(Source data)
━━━━━━━━━━━━━━━━━━━━━━━━━━━━━━

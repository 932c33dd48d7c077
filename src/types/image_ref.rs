// ABOUTME: Container image reference parsing and validation.
// ABOUTME: Handles nginx, nginx:tag, registry/image:tag@digest and the registry domain.

use std::fmt;
use std::str::FromStr;
use thiserror::Error;

/// Registry assumed when a reference names none.
pub const DEFAULT_DOMAIN: &str = "docker.io";

#[derive(Debug, Error)]
pub enum ParseImageRefError {
    #[error("image reference cannot be empty")]
    Empty,

    #[error("invalid character in image reference: {0}")]
    InvalidChar(char),

    #[error("invalid image reference format: {0}")]
    InvalidFormat(String),
}

#[derive(Debug, Clone, PartialEq, Eq)]
pub struct ImageRef {
    registry: Option<String>,
    name: String,
    tag: Option<String>,
    digest: Option<String>,
}

impl ImageRef {
    pub fn parse(input: &str) -> Result<Self, ParseImageRefError> {
        let input = input.trim();
        if input.is_empty() {
            return Err(ParseImageRefError::Empty);
        }

        if let Some(c) = input.chars().find(|c| {
            !c.is_ascii_alphanumeric() && !matches!(c, '/' | ':' | '.' | '-' | '_' | '@')
        }) {
            return Err(ParseImageRefError::InvalidChar(c));
        }

        let (without_digest, digest) = match input.split_once('@') {
            Some((before, after)) if !after.is_empty() => (before, Some(after.to_string())),
            Some(_) => return Err(ParseImageRefError::InvalidFormat(input.to_string())),
            None => (input, None),
        };

        // A colon followed by a slash belongs to a registry port, not a tag
        let (without_tag, tag) = match without_digest.rsplit_once(':') {
            Some((before, after)) if !after.contains('/') => (before, Some(after.to_string())),
            _ => (without_digest, None),
        };

        if without_tag.is_empty() || tag.as_deref() == Some("") {
            return Err(ParseImageRefError::InvalidFormat(input.to_string()));
        }

        let (registry, name) = Self::parse_registry_and_name(without_tag)?;

        let tag = match (&tag, &digest) {
            (None, None) => Some("latest".to_string()),
            _ => tag,
        };

        Ok(Self {
            registry,
            name,
            tag,
            digest,
        })
    }

    fn parse_registry_and_name(
        input: &str,
    ) -> Result<(Option<String>, String), ParseImageRefError> {
        // A registry is present if the first component contains a dot or colon,
        // or is "localhost"
        match input.split_once('/') {
            None => Ok((None, input.to_string())),
            Some((first, rest)) if rest.is_empty() => {
                Err(ParseImageRefError::InvalidFormat(format!("{}/", first)))
            }
            Some((first, rest))
                if first.contains('.') || first.contains(':') || first == "localhost" =>
            {
                Ok((Some(first.to_string()), rest.to_string()))
            }
            Some(_) => Ok((None, input.to_string())),
        }
    }

    pub fn registry(&self) -> Option<&str> {
        self.registry.as_deref()
    }

    /// Registry domain used to look up credentials.
    pub fn domain(&self) -> &str {
        self.registry.as_deref().unwrap_or(DEFAULT_DOMAIN)
    }

    pub fn name(&self) -> &str {
        &self.name
    }

    pub fn tag(&self) -> Option<&str> {
        self.tag.as_deref()
    }

    pub fn digest(&self) -> Option<&str> {
        self.digest.as_deref()
    }

    /// Registry and name without tag or digest, as the daemon's `fromImage` expects.
    pub fn repository(&self) -> String {
        match self.registry {
            Some(ref registry) => format!("{}/{}", registry, self.name),
            None => self.name.clone(),
        }
    }

    /// The `tag` query value for a pull: the digest when pinned, else the tag.
    pub fn pull_tag(&self) -> Option<&str> {
        self.digest().or(self.tag())
    }
}

impl FromStr for ImageRef {
    type Err = ParseImageRefError;

    fn from_str(s: &str) -> Result<Self, Self::Err> {
        Self::parse(s)
    }
}

impl fmt::Display for ImageRef {
    fn fmt(&self, f: &mut fmt::Formatter<'_>) -> fmt::Result {
        if let Some(ref registry) = self.registry {
            write!(f, "{}/", registry)?;
        }
        write!(f, "{}", self.name)?;
        if let Some(ref tag) = self.tag {
            write!(f, ":{}", tag)?;
        }
        if let Some(ref digest) = self.digest {
            write!(f, "@{}", digest)?;
        }
        Ok(())
    }
}
// ABOUTME: Per-layer state machine advanced by layer-scoped pull events.
// ABOUTME: Each transition returns a new Layer value; terminal layers reject events.

use serde::Serialize;
use std::fmt;

use super::error::TransitionError;
use super::event::{ExtractDetail, LayerEvent, LayerEventKind, Progress};
use crate::types::LayerId;

/// Where a single layer is in its pull lifecycle.
#[derive(Debug, Clone, PartialEq, Eq, Serialize)]
#[serde(tag = "state", rename_all = "snake_case")]
pub enum LayerState {
    PullingFsLayer,
    Waiting,
    Downloading {
        progress: Progress,
    },
    VerifyingChecksum,
    DownloadComplete,
    /// Reported as existing after the pull had announced it; extraction may follow.
    AlreadyDownloaded,
    AlreadyExists,
    Extracting {
        detail: ExtractDetail,
    },
    PullComplete,
    Errored {
        message: String,
    },
}

impl LayerState {
    /// Stable name used in diagnostics and transition errors.
    pub fn name(&self) -> &'static str {
        match self {
            LayerState::PullingFsLayer => "pulling-fs-layer",
            LayerState::Waiting => "waiting",
            LayerState::Downloading { .. } => "downloading",
            LayerState::VerifyingChecksum => "verifying-checksum",
            LayerState::DownloadComplete => "download-complete",
            LayerState::AlreadyDownloaded => "already-downloaded",
            LayerState::AlreadyExists => "already-exists",
            LayerState::Extracting { .. } => "extracting",
            LayerState::PullComplete => "pull-complete",
            LayerState::Errored { .. } => "errored",
        }
    }

    pub fn is_terminal(&self) -> bool {
        matches!(
            self,
            LayerState::AlreadyExists | LayerState::PullComplete | LayerState::Errored { .. }
        )
    }

    /// Terminal without error: the layer is present locally.
    pub fn is_done(&self) -> bool {
        matches!(self, LayerState::AlreadyExists | LayerState::PullComplete)
    }
}

impl fmt::Display for LayerState {
    fn fmt(&self, f: &mut fmt::Formatter<'_>) -> fmt::Result {
        match self {
            LayerState::PullingFsLayer => write!(f, "Pulling fs layer"),
            LayerState::Waiting => write!(f, "Waiting"),
            LayerState::Downloading { progress } => write!(f, "Downloading ({})", progress),
            LayerState::VerifyingChecksum => write!(f, "Verifying Checksum"),
            LayerState::DownloadComplete => write!(f, "Download complete"),
            LayerState::AlreadyDownloaded => write!(f, "Already downloaded"),
            LayerState::AlreadyExists => write!(f, "Already exists"),
            LayerState::Extracting { detail } => write!(f, "Extracting ({})", detail),
            LayerState::PullComplete => write!(f, "Pull complete"),
            LayerState::Errored { message } => write!(f, "Error: {}", message),
        }
    }
}

/// Immutable snapshot of one tracked layer.
#[derive(Debug, Clone, PartialEq, Eq, Serialize)]
pub struct Layer {
    id: LayerId,
    #[serde(flatten)]
    state: LayerState,
}

impl Layer {
    /// Create a layer from the first event seen for its id.
    ///
    /// Only `Pulling fs layer`, `Already exists` and a layer error can open a layer.
    pub fn new(event: &LayerEvent) -> Result<Self, TransitionError> {
        let state = match &event.kind {
            LayerEventKind::PullingFsLayer => LayerState::PullingFsLayer,
            LayerEventKind::AlreadyExists => LayerState::AlreadyExists,
            LayerEventKind::Error { message } => LayerState::Errored {
                message: message.clone(),
            },
            other => {
                return Err(TransitionError::InvalidLayerTransition {
                    layer: event.id.clone(),
                    state: "new",
                    event: other.name(),
                });
            }
        };

        Ok(Self {
            id: event.id.clone(),
            state,
        })
    }

    pub fn id(&self) -> &LayerId {
        &self.id
    }

    pub fn state(&self) -> &LayerState {
        &self.state
    }

    pub fn is_terminal(&self) -> bool {
        self.state.is_terminal()
    }

    /// Byte progress of the current download or classic-store extraction.
    pub fn progress(&self) -> Option<Progress> {
        match &self.state {
            LayerState::Downloading { progress } => Some(*progress),
            LayerState::Extracting {
                detail: ExtractDetail::Progress(progress),
            } => Some(*progress),
            _ => None,
        }
    }

    /// Human-readable status, e.g. `Downloading (12.5MB/40MB)`.
    pub fn describe(&self) -> String {
        self.state.to_string()
    }

    /// Apply one event, returning the next layer value.
    ///
    /// `self` is left untouched whether or not the transition is valid.
    pub fn advance(&self, event: &LayerEventKind) -> Result<Self, TransitionError> {
        use LayerEventKind as E;
        use LayerState as S;

        if self.state.is_terminal() {
            return Err(TransitionError::LayerTerminated {
                layer: self.id.clone(),
                state: self.state.name(),
                event: event.name(),
            });
        }

        let next = match (&self.state, event) {
            (_, E::Error { message }) => S::Errored {
                message: message.clone(),
            },

            (S::PullingFsLayer, E::Waiting) => S::Waiting,
            (S::PullingFsLayer | S::Waiting, E::AlreadyExists) => S::AlreadyDownloaded,

            (S::PullingFsLayer | S::Waiting | S::Downloading { .. }, E::Downloading(progress)) => {
                S::Downloading {
                    progress: *progress,
                }
            }

            (
                S::PullingFsLayer | S::Waiting | S::Downloading { .. } | S::VerifyingChecksum,
                E::DownloadComplete,
            ) => S::DownloadComplete,

            (S::Downloading { .. }, E::VerifyingChecksum) => S::VerifyingChecksum,

            (
                S::Downloading { .. }
                | S::VerifyingChecksum
                | S::DownloadComplete
                | S::AlreadyDownloaded
                | S::Extracting { .. },
                E::Extracting(detail),
            ) => S::Extracting { detail: *detail },

            // Daemons without an extraction step go straight from download to done.
            (S::DownloadComplete | S::AlreadyDownloaded | S::Extracting { .. }, E::PullComplete) => {
                S::PullComplete
            }

            (S::AlreadyDownloaded, E::AlreadyExists) => S::AlreadyExists,

            (state, event) => {
                return Err(TransitionError::InvalidLayerTransition {
                    layer: self.id.clone(),
                    state: state.name(),
                    event: event.name(),
                });
            }
        };

        Ok(Self {
            id: self.id.clone(),
            state: next,
        })
    }
}

#[cfg(test)]
mod tests {
    use super::*;

    fn opened(kind: LayerEventKind) -> Layer {
        Layer::new(&LayerEvent::new("aaa", kind)).unwrap()
    }

    #[test]
    fn only_three_events_open_a_layer() {
        assert!(Layer::new(&LayerEvent::new("a", LayerEventKind::PullingFsLayer)).is_ok());
        assert!(Layer::new(&LayerEvent::new("a", LayerEventKind::AlreadyExists)).is_ok());
        assert!(
            Layer::new(&LayerEvent::new(
                "a",
                LayerEventKind::Error {
                    message: "boom".into()
                }
            ))
            .is_ok()
        );
        assert!(Layer::new(&LayerEvent::new("a", LayerEventKind::Waiting)).is_err());
        assert!(Layer::new(&LayerEvent::new("a", LayerEventKind::PullComplete)).is_err());
    }

    #[test]
    fn downloading_updates_replace_progress() {
        let layer = opened(LayerEventKind::PullingFsLayer)
            .advance(&LayerEventKind::Downloading(Progress::new(10, 100)))
            .unwrap()
            .advance(&LayerEventKind::Downloading(Progress::new(60, 100)))
            .unwrap();
        assert_eq!(layer.progress(), Some(Progress::new(60, 100)));
    }

    #[test]
    fn already_exists_after_announcement_is_not_terminal() {
        let layer = opened(LayerEventKind::PullingFsLayer)
            .advance(&LayerEventKind::AlreadyExists)
            .unwrap();
        assert_eq!(layer.state(), &LayerState::AlreadyDownloaded);
        assert!(!layer.is_terminal());

        let layer = layer.advance(&LayerEventKind::AlreadyExists).unwrap();
        assert_eq!(layer.state(), &LayerState::AlreadyExists);
        assert!(layer.is_terminal());
    }

    #[test]
    fn waiting_cannot_verify_checksum() {
        let err = opened(LayerEventKind::PullingFsLayer)
            .advance(&LayerEventKind::Waiting)
            .unwrap()
            .advance(&LayerEventKind::VerifyingChecksum)
            .unwrap_err();
        assert_eq!(
            err,
            TransitionError::InvalidLayerTransition {
                layer: LayerId::new("aaa"),
                state: "waiting",
                event: "verifying-checksum",
            }
        );
    }

    #[test]
    fn describe_renders_progress() {
        let layer = opened(LayerEventKind::PullingFsLayer)
            .advance(&LayerEventKind::Downloading(Progress::new(12_500_000, 40_000_000)))
            .unwrap();
        assert_eq!(layer.describe(), "Downloading (12.5MB/40MB)");
    }
}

━━━━━━━━━━━━━━━━━━━━━━━━━━━━━━

Task item
Write down how many lines of the data above carry the word "Display". Nothing else belongs in the answer.

Solution to the problem
2